Entry Snowflake Horizon Catalog knowledge utilizing catalog federation within the AWS Glue Knowledge Catalog


This can be a visitor put up by Andries Engelbrecht, Principal Companion Options Engineer at Snowflake, in partnership with AWS.

AWS introduced a brand new catalog federation characteristic that permits you to immediately entry knowledge from Snowflake Horizon Catalog by way of the AWS Glue Knowledge Catalog. This integration lets you uncover and question Horizon Catalog knowledge in Iceberg format by way of REST endpoints whereas making use of fine-grained entry controls utilizing AWS Lake Formation. The brand new catalog federation mixed with Snowflake’s catalog-linked database characteristic means customers can entry knowledge saved throughout AWS and Snowflake from a single level of entry, lowering knowledge motion and related prices by eliminating the necessity to duplicate knowledge throughout platforms.

On this put up, we present you the way to join the AWS Glue Knowledge Catalog to Snowflake Horizon Catalog and question the info utilizing AWS analytics companies. We cowl the way to arrange catalogs in Horizon Catalog and configure required permissions, create and configure the federation connection in AWS Glue, implement fine-grained entry controls utilizing AWS Lake Formation, and eventually, question federated tables utilizing Amazon Athena. This step-by-step strategy guides you thru the whole course of of creating a integration between your Snowflake and AWS knowledge environments.

Enterprise examples and key advantages

Catalog federation permits a number of important enterprise situations whereas delivering key operational and strategic advantages.

Widespread examples

This federation functionality addresses a number of key enterprise situations:

  • Ruled, cross-platform analytics: Question knowledge throughout AWS and Snowflake environments to enhance data-driven choice making with out knowledge motion or duplication
  • Knowledge mesh implementation: Allow safe and federated knowledge discovery whereas sustaining domain-oriented possession
  • Compliance administration: Implement constant entry controls and auditing throughout platforms

Key advantages

  • Operational effectivity: Eradicate knowledge duplication and scale back Extract Rework Load (ETL) workloads
  • Enhanced safety: Centralize entry management by way of AWS Lake Formation with fine-grained permissions
  • Value optimization: Reduce knowledge switch and storage prices throughout platforms
  • Improved agility: Allow sooner time to insights with direct question entry
  • Simplified governance: Preserve unified compliance and audit framework

Answer overview

The answer makes use of catalog federation within the AWS Glue Knowledge Catalog to combine with Snowflake Horizon Catalog. This integration helps each Snowflake Horizon, the place the catalog is inner to Snowflake, and exterior catalogs reminiscent of Apache Polaris, Snowflake Open Catalog (a managed service that hosts Apache Polaris), and others.
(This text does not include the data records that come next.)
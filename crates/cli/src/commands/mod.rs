//! Command implementations.

pub mod admin;
pub mod chat;
pub mod crypto;
pub mod email;
pub mod migrate;
pub mod settings;

use secrecy::SecretString;
use thiserror::Error;

use proudshop_admin::client::ApiClient;

/// Errors shared by the database-backed commands.
#[derive(Debug, Error)]
pub enum DatabaseError {
    /// Required environment variable is missing.
    #[error("Missing environment variable: {0}")]
    MissingEnvVar(&'static str),

    /// Database connection error.
    #[error("Database connection error: {0}")]
    Database(#[from] sqlx::Error),
}

/// Connect to the admin database named by `ADMIN_DATABASE_URL` (or
/// `DATABASE_URL`).
pub async fn connect() -> Result<sqlx::PgPool, DatabaseError> {
    dotenvy::dotenv().ok();

    let database_url = std::env::var("ADMIN_DATABASE_URL")
        .or_else(|_| std::env::var("DATABASE_URL"))
        .map_err(|_| DatabaseError::MissingEnvVar("ADMIN_DATABASE_URL"))?;

    tracing::info!("Connecting to admin database...");
    let pool = proudshop_admin::db::create_pool(&SecretString::from(database_url)).await?;
    Ok(pool)
}

/// API client from `PROUDSHOP_API_URL` / `PROUDSHOP_API_TOKEN`.
pub fn api_client() -> Result<ApiClient, proudshop_admin::client::ClientError> {
    dotenvy::dotenv().ok();
    ApiClient::from_env()
}
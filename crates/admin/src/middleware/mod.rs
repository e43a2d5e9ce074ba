//! HTTP middleware for the admin API.
//!
//! # Middleware Order (outermost first)
//!
//! 1. Sentry layers (capture errors, transactions)
//! 2. Trailing-slash normalization (wraps the router, so `/settings/` and
//!    `/settings` route the same)
//! 3. `TraceLayer` (request tracing)
//! 4. CORS for the configured admin frontends
//! 5. Security headers
//!
//! Authentication is per-route via the extractors in [`auth`].

pub mod auth;

use axum::{
    extract::Request,
    http::{HeaderValue, Method, header},
    middleware::Next,
    response::Response,
};
use tower_http::cors::{AllowOrigin, CorsLayer};

pub use auth::{OptionalAdminAuth, RequireAdminAuth, RequireSettingsManager};

/// Add conservative security headers to every response.
pub async fn security_headers(request: Request, next: Next) -> Response {
    let mut response = next.run(request).await;
    let headers = response.headers_mut();

    headers.insert(
        header::X_CONTENT_TYPE_OPTIONS,
        HeaderValue::from_static("nosniff"),
    );
    headers.insert(header::X_FRAME_OPTIONS, HeaderValue::from_static("DENY"));
    headers.insert(
        header::REFERRER_POLICY,
        HeaderValue::from_static("no-referrer"),
    );

    response
}

/// CORS for the admin frontends. Origins that are not valid header values
/// are skipped with a warning.
#[must_use]
pub fn cors_layer(origins: &[String]) -> CorsLayer {
    let origins: Vec<HeaderValue> = origins
        .iter()
        .filter_map(|origin| {
            HeaderValue::from_str(origin)
                .inspect_err(|_| tracing::warn!(origin, "Ignoring invalid CORS origin"))
                .ok()
        })
        .collect();

    CorsLayer::new()
        .allow_origin(AllowOrigin::list(origins))
        .allow_methods([Method::GET, Method::POST, Method::PUT, Method::DELETE])
        .allow_headers([header::AUTHORIZATION, header::CONTENT_TYPE])
        .allow_credentials(true)
}

#[cfg(test)]
mod tests {
    use super::*;

    #[test]
    fn test_cors_layer_skips_invalid_origins() {
        // Must not panic on a value with a newline
        let _layer = cors_layer(&[
            "http://localhost:3000".to_string(),
            "http://bad\norigin".to_string(),
        ]);
    }
}
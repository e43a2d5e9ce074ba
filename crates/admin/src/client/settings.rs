//! Remote settings accessor.
//!
//! Every call goes to the API; nothing is cached. The plain methods
//! (`get`, `set`, ...) log failures and degrade to an empty answer so
//! callers that only want "the value if there is one" stay simple. The
//! `try_*` variants return the error for callers that must tell "not
//! configured" apart from "could not ask".

use std::collections::BTreeMap;

use tracing::instrument;

use super::{ApiClient, ClientError};
use crate::crypto::SettingsCipher;
use crate::models::{Setting, UpsertSetting};
use crate::settings::{
    EmailSettings, FacebookConfig, OpenAiSettings, SettingsSource, StripeConfig,
};

/// A setting write.
///
/// `is_encrypted: None` means "encrypt": values are only stored in the
/// clear when the caller explicitly opts out.
#[derive(Debug, Clone)]
pub struct SettingWrite {
    pub key: String,
    pub value: String,
    pub category: Option<String>,
    pub description: Option<String>,
    pub is_encrypted: Option<bool>,
}

impl SettingWrite {
    #[must_use]
    pub fn new(key: impl Into<String>, value: impl Into<String>) -> Self {
        Self {
            key: key.into(),
            value: value.into(),
            category: None,
            description: None,
            is_encrypted: None,
        }
    }

    #[must_use]
    pub fn category(mut self, category: impl Into<String>) -> Self {
        self.category = Some(category.into());
        self
    }

    #[must_use]
    pub fn description(mut self, description: impl Into<String>) -> Self {
        self.description = Some(description.into());
        self
    }

    /// Store the value in the clear.
    #[must_use]
    pub const fn plaintext(mut self) -> Self {
        self.is_encrypted = Some(false);
        self
    }

    const fn encrypts(&self) -> bool {
        !matches!(self.is_encrypted, Some(false))
    }
}

/// Client for `/settings`, encrypting on write and decrypting on read.
#[derive(Debug, Clone)]
pub struct SettingsClient {
    api: ApiClient,
    cipher: SettingsCipher,
}

impl SettingsClient {
    #[must_use]
    pub const fn new(api: ApiClient, cipher: SettingsCipher) -> Self {
        Self { api, cipher }
    }

    fn plaintext(&self, setting: &Setting) -> String {
        if setting.is_encrypted {
            self.cipher.decrypt(&setting.value)
        } else {
            setting.value.clone()
        }
    }

    // =========================================================================
    // Fallible API
    // =========================================================================

    /// All settings as stored (encrypted values stay encrypted).
    ///
    /// # Errors
    ///
    /// Returns a `ClientError` if the request fails.
    #[instrument(skip(self))]
    pub async fn try_get_all(&self) -> Result<Vec<Setting>, ClientError> {
        self.api.get_json(&["settings"]).await
    }

    /// The decrypted value of `key`, or `None` if it does not exist.
    ///
    /// Fetches the whole list and searches it.
    ///
    /// # Errors
    ///
    /// Returns a `ClientError` if the request fails.
    #[instrument(skip(self))]
    pub async fn try_get(&self, key: &str) -> Result<Option<String>, ClientError> {
        let settings = self.try_get_all().await?;
        Ok(settings
            .iter()
            .find(|s| s.key == key)
            .map(|s| self.plaintext(s)))
    }

    /// Upsert a setting, encrypting the value unless told not to.
    ///
    /// # Errors
    ///
    /// Returns a `ClientError` if the request fails.
    #[instrument(skip(self, write), fields(key = %write.key, encrypted = write.encrypts()))]
    pub async fn try_set(&self, write: &SettingWrite) -> Result<Setting, ClientError> {
        let encrypt = write.encrypts();
        let value = if encrypt {
            self.cipher.simple_encrypt(&write.value)
        } else {
            write.value.clone()
        };

        let body = UpsertSetting {
            key: write.key.clone(),
            value,
            category: write.category.clone(),
            description: write.description.clone(),
            is_encrypted: encrypt,
        };
        self.api.post_json(&["settings"], &body).await
    }

    /// Decrypted key/value pairs of the settings in `category`.
    ///
    /// # Errors
    ///
    /// Returns a `ClientError` if the request fails.
    #[instrument(skip(self))]
    pub async fn try_get_by_category(
        &self,
        category: &str,
    ) -> Result<BTreeMap<String, String>, ClientError> {
        let settings: Vec<Setting> = self
            .api
            .get_json(&["settings", "category", category])
            .await?;

        Ok(settings
            .iter()
            .map(|s| (s.key.clone(), self.plaintext(s)))
            .collect())
    }

    /// Delete `key`.
    ///
    /// # Errors
    ///
    /// Returns `ClientError::NotFound` if the key does not exist, or another
    /// `ClientError` if the request fails.
    #[instrument(skip(self))]
    pub async fn try_delete(&self, key: &str) -> Result<(), ClientError> {
        self.api.delete(&["settings", key]).await
    }

    // =========================================================================
    // Degrading API
    // =========================================================================

    /// The decrypted value of `key`; `None` if absent or unreachable.
    pub async fn get(&self, key: &str) -> Option<String> {
        self.try_get(key).await.unwrap_or_else(|e| {
            tracing::error!(key, error = %e, "Error getting setting");
            None
        })
    }

    /// Upsert a setting; `false` on any failure.
    pub async fn set(&self, write: &SettingWrite) -> bool {
        match self.try_set(write).await {
            Ok(_) => true,
            Err(e) => {
                tracing::error!(key = %write.key, error = %e, "Error setting setting");
                false
            }
        }
    }

    /// Settings in `category`; empty on failure.
    pub async fn get_by_category(&self, category: &str) -> BTreeMap<String, String> {
        self.try_get_by_category(category)
            .await
            .unwrap_or_else(|e| {
                tracing::error!(category, error = %e, "Error getting settings by category");
                BTreeMap::new()
            })
    }

    /// All settings; empty on failure.
    pub async fn get_all(&self) -> Vec<Setting> {
        self.try_get_all().await.unwrap_or_else(|e| {
            tracing::error!(error = %e, "Error getting all settings");
            Vec::new()
        })
    }

    /// Delete `key`; `false` on any failure, including "no such key".
    pub async fn delete(&self, key: &str) -> bool {
        match self.try_delete(key).await {
            Ok(()) => true,
            Err(e) => {
                tracing::error!(key, error = %e, "Error deleting setting");
                false
            }
        }
    }

    // =========================================================================
    // Integration helpers
    // =========================================================================

    pub async fn facebook_config(&self) -> FacebookConfig {
        FacebookConfig::load(self).await
    }

    pub async fn stripe_config(&self) -> StripeConfig {
        StripeConfig::load(self).await
    }

    pub async fn email_config(&self) -> EmailSettings {
        EmailSettings::load(self).await
    }

    pub async fn openai_config(&self) -> OpenAiSettings {
        OpenAiSettings::load(self).await
    }
}

impl SettingsSource for SettingsClient {
    async fn get(&self, key: &str) -> Option<String> {
        Self::get(self, key).await
    }
}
The next diagram illustrates how AWS Glue Knowledge Catalog federates with Snowflake Horizon Catalog, enabling prospects to immediately entry Iceberg-format knowledge managed by Snowflake Horizon Catalog by way of the Glue Knowledge Catalog.

The combination works by way of three major elements:

  1. Authentication: Makes use of OAuth2 credentials of Snowflake principal
  2. Entry Management: AWS Lake Formation manages fine-grained permissions
  3. Question Entry: AWS Analytics companies like Amazon Athena can immediately question the federated tables

Now, we stroll by way of the step-by-step means of establishing this integration.

Stipulations

Earlier than you start, verify you will have the next:

Configure Snowflake Horizon Catalog for Iceberg exterior entry

Snowflake Horizon Catalog already helps managing Iceberg tables. For this walkthrough, you have to create Snowflake-managed Iceberg tables with knowledge saved in Amazon S3.

Observe these steps so as:

  1. Create an exterior quantity for S3: First, create an exterior quantity that factors to your S3 bucket the place Iceberg desk knowledge is saved. Observe the directions in Create Exterior Quantity(s) for the Iceberg Tables on S3.
  2. Create a database: Create a database to arrange your tables. Consult with the Snowflake database creation documentation.
  3. Create a schema: Create a schema inside your database following the Snowflake schema creation information.
  4. Create an Iceberg desk: Create your Iceberg desk utilizing the exterior quantity. Observe the directions to Create Iceberg Desk.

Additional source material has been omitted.